→ Problem description
The expected answer is the data below, retyped exactly.

→ Records for this task
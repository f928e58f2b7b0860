use chrono::{DateTime, SubsecRound, Utc};
use serde::{Deserialize, Serialize};

use binexa_types::{Base, EntryId, NumeralTriple};

/// An immutable snapshot of one saved conversion.
///
/// Field text is always non-empty: empty live fields are stored as `"0"`.
/// Timestamps are kept at millisecond precision so that they survive the
/// JSON round trip unchanged.
#[derive(Clone, Debug, PartialEq, Eq, Serialize, Deserialize)]
#[serde(rename_all = "camelCase")]
pub struct ConversionEntry {
    pub id: EntryId,
    pub binary: String,
    pub decimal: String,
    pub hexadecimal: String,
    pub timestamp: DateTime<Utc>,
}

impl ConversionEntry {
    /// Build an entry from a live triple, defaulting empty fields to `"0"`.
    pub fn from_triple(id: EntryId, triple: &NumeralTriple, timestamp: DateTime<Utc>) -> Self {
        let filled = triple.with_zero_defaults();
        Self {
            id,
            binary: filled.binary,
            decimal: filled.decimal,
            hexadecimal: filled.hexadecimal,
            timestamp: timestamp.trunc_subsecs(3),
        }
    }

    /// Text of the field for `base`.
    pub fn text(&self, base: Base) -> &str {
        match base {
            Base::Binary => &self.binary,
            Base::Decimal => &self.decimal,
            Base::Hexadecimal => &self.hexadecimal,
        }
    }

    pub fn triple(&self) -> NumeralTriple {
        NumeralTriple::new(&self.binary, &self.decimal, &self.hexadecimal)
    }
}

#[cfg(test)]
mod tests {
    use super::*;
    use chrono::{TimeZone, Timelike};

    #[test]
    fn empty_fields_default_to_zero() {
        let ts = Utc.with_ymd_and_hms(2026, 1, 2, 3, 4, 5).unwrap();
        let entry = ConversionEntry::from_triple(
            EntryId::new(1),
            &NumeralTriple::new("", "", "F"),
            ts,
        );
        assert_eq!(entry.binary, "0");
        assert_eq!(entry.decimal, "0");
        assert_eq!(entry.hexadecimal, "F");
        assert_eq!(entry.text(Base::Hexadecimal), "F");
    }

    #[test]
    fn timestamp_is_truncated_to_millis() {
        let ts = Utc
            .with_ymd_and_hms(2026, 1, 2, 3, 4, 5)
            .unwrap()
            .with_nanosecond(123_456_789)
            .unwrap();
        let entry = ConversionEntry::from_triple(EntryId::new(1), &NumeralTriple::default(), ts);
        assert_eq!(entry.timestamp.timestamp_subsec_nanos(), 123_000_000);
    }

    #[test]
    fn json_uses_camel_case_and_numeric_id() {
        let ts = Utc.with_ymd_and_hms(2026, 1, 2, 3, 4, 5).unwrap();
        let entry = ConversionEntry::from_triple(
            EntryId::new(7),
            &NumeralTriple::new("1010", "10", "A"),
            ts,
        );
        let value: serde_json::Value = serde_json::to_value(&entry).unwrap();
        assert_eq!(value["id"], 7);
        assert_eq!(value["hexadecimal"], "A");
        assert!(value["timestamp"].as_str().unwrap().starts_with("2026-01-02T03:04:05"));
    }
}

→ Exercise answer
repository f928e58f2b7b0860
use chrono::{DateTime, SubsecRound, Utc};
use serde::{Deserialize, Serialize};

use binexa_types::{Base, EntryId, NumeralTriple};

/// An immutable snapshot of one saved conversion.
///
/// Field text is always non-empty: empty live fields are stored as `"0"`.
/// Timestamps are kept at millisecond precision so that they survive the
/// JSON round trip unchanged.
#[derive(Clone, Debug, PartialEq, Eq, Serialize, Deserialize)]
#[serde(rename_all = "camelCase")]
pub struct ConversionEntry {
    pub id: EntryId,
    pub binary: String,
    pub decimal: String,
    pub hexadecimal: String,
    pub timestamp: DateTime<Utc>,
}

impl ConversionEntry {
    /// Build an entry from a live triple, defaulting empty fields to `"0"`.
    pub fn from_triple(id: EntryId, triple: &NumeralTriple, timestamp: DateTime<Utc>) -> Self {
        let filled = triple.with_zero_defaults();
        Self {
            id,
            binary: filled.binary,
            decimal: filled.decimal,
            hexadecimal: filled.hexadecimal,
            timestamp: timestamp.trunc_subsecs(3),
        }
    }

    /// Text of the field for `base`.
    pub fn text(&self, base: Base) -> &str {
        match base {
            Base::Binary => &self.binary,
            Base::Decimal => &self.decimal,
            Base::Hexadecimal => &self.hexadecimal,
        }
    }

    pub fn triple(&self) -> NumeralTriple {
        NumeralTriple::new(&self.binary, &self.decimal, &self.hexadecimal)
    }
}

#[cfg(test)]
mod tests {
    use super::*;
    use chrono::{TimeZone, Timelike};

    #[test]
    fn empty_fields_default_to_zero() {
        let ts = Utc.with_ymd_and_hms(2026, 1, 2, 3, 4, 5).unwrap();
        let entry = ConversionEntry::from_triple(
            EntryId::new(1),
            &NumeralTriple::new("", "", "F"),
            ts,
        );
        assert_eq!(entry.binary, "0");
        assert_eq!(entry.decimal, "0");
        assert_eq!(entry.hexadecimal, "F");
        assert_eq!(entry.text(Base::Hexadecimal), "F");
    }

    #[test]
    fn timestamp_is_truncated_to_millis() {
        let ts = Utc
            .with_ymd_and_hms(2026, 1, 2, 3, 4, 5)
            .unwrap()
            .with_nanosecond(123_456_789)
            .unwrap();
        let entry = ConversionEntry::from_triple(EntryId::new(1), &NumeralTriple::default(), ts);
        assert_eq!(entry.timestamp.timestamp_subsec_nanos(), 123_000_000);
    }

    #[test]
    fn json_uses_camel_case_and_numeric_id() {
        let ts = Utc.with_ymd_and_hms(2026, 1, 2, 3, 4, 5).unwrap();
        let entry = ConversionEntry::from_triple(
            EntryId::new(7),
            &NumeralTriple::new("1010", "10", "A"),
            ts,
        );
        let value: serde_json::Value = serde_json::to_value(&entry).unwrap();
        assert_eq!(value["id"], 7);
        assert_eq!(value["hexadecimal"], "A");
        assert!(value["timestamp"].as_str().unwrap().starts_with("2026-01-02T03:04:05"));
    }
}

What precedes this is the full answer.